Vous avez également donné des masterclass, il y a eu beaucoup de retours positifs, les fans ont beaucoup apprécié, pourquoi avez-vous décidé de faire cela ?

Joseph : Pour être un milliard de pourcent honnête avec toi, ce masterclass on a décidé de le faire parce qu’on avait besoin de thunes ! (rires)

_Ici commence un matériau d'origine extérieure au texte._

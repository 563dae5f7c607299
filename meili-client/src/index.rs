//! Index handle.
//!
//! An [`Index`] binds a document type to a Meilisearch index and exposes the
//! index-level operations. Every operation builds exactly one [`Request`],
//! sends it through the injected [`Remote`] and interprets exactly one
//! [`Response`]. Write operations return an [`Update`] tracking the enqueued
//! job.

use std::fmt;
use std::marker::PhantomData;
use std::sync::Arc;

use serde::de::DeserializeOwned;
use serde::Serialize;
use serde_json::Value;
use tracing::{debug, error, info, instrument};

use crate::document::{is_valid_identifier, Document, DocumentDescriptor};
use crate::errors::MeiliError;
use crate::interfaces::{encoder::to_tree, Encoder, EncoderExt, Remote};
use crate::page::{Page, SearchPage, SearchResponse};
use crate::query::{PageConfig, QueryParameters, SearchConfig};
use crate::types::{Request, Response};
use crate::update::{Update, UpdateInfo};

/// Status the server answers write operations with.
const ACCEPTED: u16 = 202;

const OK: u16 = 200;

const NOT_FOUND: u16 = 404;

/// Body sent to create an index.
#[derive(Serialize)]
#[serde(rename_all = "camelCase")]
struct NewIndex<'a> {
    uid: &'a str,
    primary_key: &'a str,
}

/// A Meilisearch index holding documents of type `T`.
///
/// The remote and encoder are shared, not owned: cloning an index is cheap
/// and clones may be used from different tasks at the same time.
///
/// # Example
///
/// ```ignore
/// let index = Index::<Movie>::new(remote, Arc::new(JsonEncoder::new()))?;
///
/// let update = index.insert(&movies).await?;
/// if !update.done() {
///     // poll later with update.refresh().await
/// }
/// let movie = index.get("tt0111161").await?;
/// ```
pub struct Index<T> {
    descriptor: DocumentDescriptor,
    remote: Arc<dyn Remote>,
    encoder: Arc<dyn Encoder>,
    refresh_on_submit: bool,
    _document: PhantomData<fn() -> T>,
}

impl<T: Document> Index<T> {
    /// Bind the index declared by `T`.
    ///
    /// # Errors
    ///
    /// * `ConfigurationError` - if `T` declares an unusable index name or primary key
    pub fn new(remote: Arc<dyn Remote>, encoder: Arc<dyn Encoder>) -> Result<Self, MeiliError> {
        Ok(Self::with_descriptor(
            DocumentDescriptor::of::<T>()?,
            remote,
            encoder,
        ))
    }
}

impl<T> Index<T>
where
    T: Serialize + DeserializeOwned + Send + Sync,
{
    /// Bind an explicitly registered index.
    pub fn with_descriptor(
        descriptor: DocumentDescriptor,
        remote: Arc<dyn Remote>,
        encoder: Arc<dyn Encoder>,
    ) -> Self {
        Self {
            descriptor: descriptor.bound_to::<T>(),
            remote,
            encoder,
            refresh_on_submit: true,
            _document: PhantomData,
        }
    }

    /// Choose whether write operations refresh their update once before
    /// returning. Enabled by default.
    pub fn refresh_on_submit(mut self, enabled: bool) -> Self {
        self.refresh_on_submit = enabled;
        self
    }

    /// The index uid.
    pub fn uid(&self) -> &str {
        self.descriptor.index_name()
    }

    /// The name of the primary key field.
    pub fn primary_key(&self) -> &str {
        self.descriptor.primary_key()
    }

    /// The resolved descriptor.
    pub fn descriptor(&self) -> &DocumentDescriptor {
        &self.descriptor
    }

    fn path(&self, suffix: &str) -> String {
        format!("/indexes/{}{}", self.uid(), suffix)
    }

    /// Check whether the index exists on the server.
    ///
    /// Only a 404 counts as absent; any other answer means the index was not
    /// confirmed missing.
    #[instrument(skip(self), fields(uid = %self.uid()))]
    pub async fn exists(&self) -> Result<bool, MeiliError> {
        let response = self.remote.get(Request::new(self.path(""))).await?;
        let exists = response.status() != NOT_FOUND;
        debug!(status = response.status(), exists, "Checked index existence");
        Ok(exists)
    }

    /// Create the index on the server.
    #[instrument(skip(self), fields(uid = %self.uid()))]
    pub async fn create(&self) -> Result<(), MeiliError> {
        let body = self.encoder.encode_as(&NewIndex {
            uid: self.uid(),
            primary_key: self.primary_key(),
        })?;
        let response = self
            .remote
            .post(Request::new("/indexes").with_body(body))
            .await?;

        if !response.is_success() {
            error!(status = response.status(), "Index creation failed");
            return Err(MeiliError::operation("create", response.status()));
        }

        info!(primary_key = %self.primary_key(), "Created index");
        Ok(())
    }

    /// Fetch a single document by id. A missing document is `Ok(None)`.
    ///
    /// # Errors
    ///
    /// * `ConfigurationError` - if `id` is empty or contains anything but
    ///   alphanumerics, `-` and `_`; no request is sent
    #[instrument(skip(self), fields(uid = %self.uid()))]
    pub async fn get(&self, id: &str) -> Result<Option<T>, MeiliError> {
        if !is_valid_identifier(id) {
            return Err(MeiliError::configuration(format!(
                "document id `{id}` may only contain alphanumerics, `-` and `_`"
            )));
        }
        let path = self.path(&format!("/documents/{id}"));
        let response = self.remote.get(Request::new(path)).await?;

        match response.status() {
            OK => Ok(Some(self.encoder.decode_body(response.body())?)),
            NOT_FOUND => {
                debug!("Document not found");
                Ok(None)
            }
            status => {
                error!(status, "Fetching document failed");
                Err(MeiliError::operation("get", status))
            }
        }
    }

    /// Fetch every document of the index in one request.
    ///
    /// The server applies its default page size; use [`page`](Self::page)
    /// to walk larger indexes.
    #[instrument(skip(self), fields(uid = %self.uid()))]
    pub async fn all(&self) -> Result<Vec<T>, MeiliError> {
        let response = self
            .remote
            .get(Request::new(self.path("/documents")))
            .await?;
        let documents: Vec<T> = self.decode_ok("all", &response)?;
        debug!(count = documents.len(), "Fetched documents");
        Ok(documents)
    }

    /// Fetch one page of documents.
    #[instrument(skip(self), fields(uid = %self.uid(), limit = config.limit, offset = config.offset))]
    pub async fn page(&self, config: &PageConfig) -> Result<Page<T>, MeiliError> {
        let request =
            Request::new(self.path("/documents")).with_queries(config.to_query_parameters());
        let response = self.remote.get(request).await?;
        let documents: Vec<T> = self.decode_ok("page", &response)?;
        Ok(Page::new(documents, config.clone()))
    }

    /// Run a search query.
    #[instrument(skip(self, config), fields(uid = %self.uid(), query = %config.query))]
    pub async fn search(&self, config: &SearchConfig) -> Result<SearchPage<T>, MeiliError> {
        let request =
            Request::new(self.path("/search")).with_queries(config.to_query_parameters());
        let response = self.remote.get(request).await?;
        let body: SearchResponse<T> = self.decode_ok("search", &response)?;
        debug!(hits = body.nb_hits, "Search completed");
        Ok(SearchPage::from_response(body, config.clone()))
    }

    /// Add documents, replacing any existing document with the same id.
    #[instrument(skip(self, documents), fields(uid = %self.uid(), count = documents.len()))]
    pub async fn insert(&self, documents: &[T]) -> Result<Update, MeiliError> {
        let body = self.encoder.encode_as(documents)?;
        let response = self
            .remote
            .post(Request::new(self.path("/documents")).with_body(body))
            .await?;
        self.submit("insert", response).await
    }

    /// Add documents, merging them into existing documents with the same id.
    #[instrument(skip(self, documents), fields(uid = %self.uid(), count = documents.len()))]
    pub async fn update(&self, documents: &[T]) -> Result<Update, MeiliError> {
        let body = self.encoder.encode_as(documents)?;
        let response = self
            .remote
            .put(Request::new(self.path("/documents")).with_body(body))
            .await?;
        self.submit("update", response).await
    }

    /// Delete the given documents, identified by their primary key.
    #[instrument(skip(self, documents), fields(uid = %self.uid(), count = documents.len()))]
    pub async fn delete(&self, documents: &[T]) -> Result<Update, MeiliError> {
        let ids = self.document_ids(documents)?;
        let body = self.encoder.encode_as(&ids)?;
        let response = self
            .remote
            .post(Request::new(self.path("/documents/delete-batch")).with_body(body))
            .await?;
        self.submit("delete", response).await
    }

    /// Delete every document of the index.
    #[instrument(skip(self), fields(uid = %self.uid()))]
    pub async fn clear(&self) -> Result<Update, MeiliError> {
        let response = self
            .remote
            .delete(Request::new(self.path("/documents")))
            .await?;
        self.submit("clear", response).await
    }

    /// Decode a 200 response, failing the operation on any other status.
    fn decode_ok<R: DeserializeOwned>(
        &self,
        operation: &'static str,
        response: &Response,
    ) -> Result<R, MeiliError> {
        if response.status() != OK {
            error!(operation, status = response.status(), "Unexpected status");
            return Err(MeiliError::operation(operation, response.status()));
        }
        Ok(self.encoder.decode_body(response.body())?)
    }

    /// Turn the answer of a write operation into a bound update.
    async fn submit(
        &self,
        operation: &'static str,
        response: Response,
    ) -> Result<Update, MeiliError> {
        if response.status() != ACCEPTED {
            error!(operation, status = response.status(), "Write was not accepted");
            return Err(MeiliError::operation(operation, response.status()));
        }

        let info: UpdateInfo = self.encoder.decode_body(response.body())?;
        drop(response);
        debug!(operation, update_id = info.update_id, "Update enqueued");

        let mut update = Update::bound(
            info,
            self.uid(),
            Arc::clone(&self.remote),
            Arc::clone(&self.encoder),
        );
        if self.refresh_on_submit {
            update.refresh().await?;
        }
        Ok(update)
    }

    /// Extract the primary key value of each document.
    fn document_ids(&self, documents: &[T]) -> Result<Vec<Value>, MeiliError> {
        documents
            .iter()
            .map(|document| {
                let id = match to_tree(document)? {
                    Value::Object(mut fields) => fields.remove(self.primary_key()),
                    _ => None,
                };
                match id {
                    Some(id @ (Value::String(_) | Value::Number(_))) => Ok(id),
                    _ => Err(MeiliError::configuration(format!(
                        "document of {} has no usable `{}` field",
                        self.descriptor.element_type(),
                        self.primary_key()
                    ))),
                }
            })
            .collect()
    }
}

impl<T> Clone for Index<T> {
    fn clone(&self) -> Self {
        Self {
            descriptor: self.descriptor.clone(),
            remote: Arc::clone(&self.remote),
            encoder: Arc::clone(&self.encoder),
            refresh_on_submit: self.refresh_on_submit,
            _document: PhantomData,
        }
    }
}

impl<T> fmt::Debug for Index<T> {
    fn fmt(&self, f: &mut fmt::Formatter<'_>) -> fmt::Result {
        f.debug_struct("Index")
            .field("uid", &self.descriptor.index_name())
            .field("primary_key", &self.descriptor.primary_key())
            .field("document_type", &self.descriptor.element_type())
            .finish()
    }
}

Merci pour ton honnêteté !

Joseph : Il nous faut du fric là, qu’est-ce qu’on peut faire ? Ça faisait six mois que l’on n’avait pas tourné, on était au Japon et en Israël, mais ce n’est pas ça qui va payer le loyer. Quand tu fais des shows comme ça à l’autre bout de la planète, il faut savoir que, souvent on revient avec 0€ dans la poche. Ça coûte extrêmement cher, et on a tout un groupe que l’on paye raisonnablement. Et parfois, il n’y a pas assez d’argent pour nous à la fin. Mais c’est notre problème, notre business. Du coup, on a décidé de faire ces masterclass, pour se faire un peu de thunes. Mais on l’a pris très au sérieux, on a un peu préparé ça avec Mario et c’était une masterclass qui n’était pas purement technique : on raconté un peu comment on a évolué en tant que musiciens et donc il s’est avéré que ça a été une expérience très intéressante pour nous, enrichissante pour les gens qui sont venus et pour nous. Il y avait une petite portion qui était juste fan du groupe et qui ne jouait aucun instrument, et d’autres qui étaient vraiment des musiciens donc il y avait des questions hyper intéressantes. Ça s’est déroulé sur un weekend, deux fois 25-26 personnes, donc une cinquantaine de personnes à 80€ la place. (rires) Mais moi par exemple, ça m’a payé le loyer du studio que je loue, donc c’est parti dans le loyer de mon studio et je l’ai dit d’ailleurs au master “merci de me donner votre argent” et ils ont tous rigolé. (rires) Voilà je ne m’en cache pas. Ce que je veux dire, c’est que si j’avais eu plus de thunes je ne l’aurais certainement pas fait.

A quand une date dans votre région d’origine ?

Joseph : Bientôt, on y travaille là. Il y a des shows à Paris, des festivals. Bordeaux, de toute façon il va falloir qu’on y passe, ça sera certainement en 2017, par contre cet été, on devrait faire un show à Biarritz, c’est 90% sûr. Ce sera une tournée européenne, donc on va préparer la tournée et venir dans nos quartiers généraux français. On va utiliser les locaux d’une salle de concert pour se préparer et tout faire nous mêmes, et on va faire un concert en échange de pouvoir utiliser les lieux. Un concert quasi gratuit pour la salle.

Pour finir, notre webzine s’appelle “RockUrLife”, question inévitable : qu’est-ce qui rock ta life ?

Joseph : Mes deux enfants qui ont quatre ans et un an et demi : un petit garçon et une grande fille qui sont mes joyaux.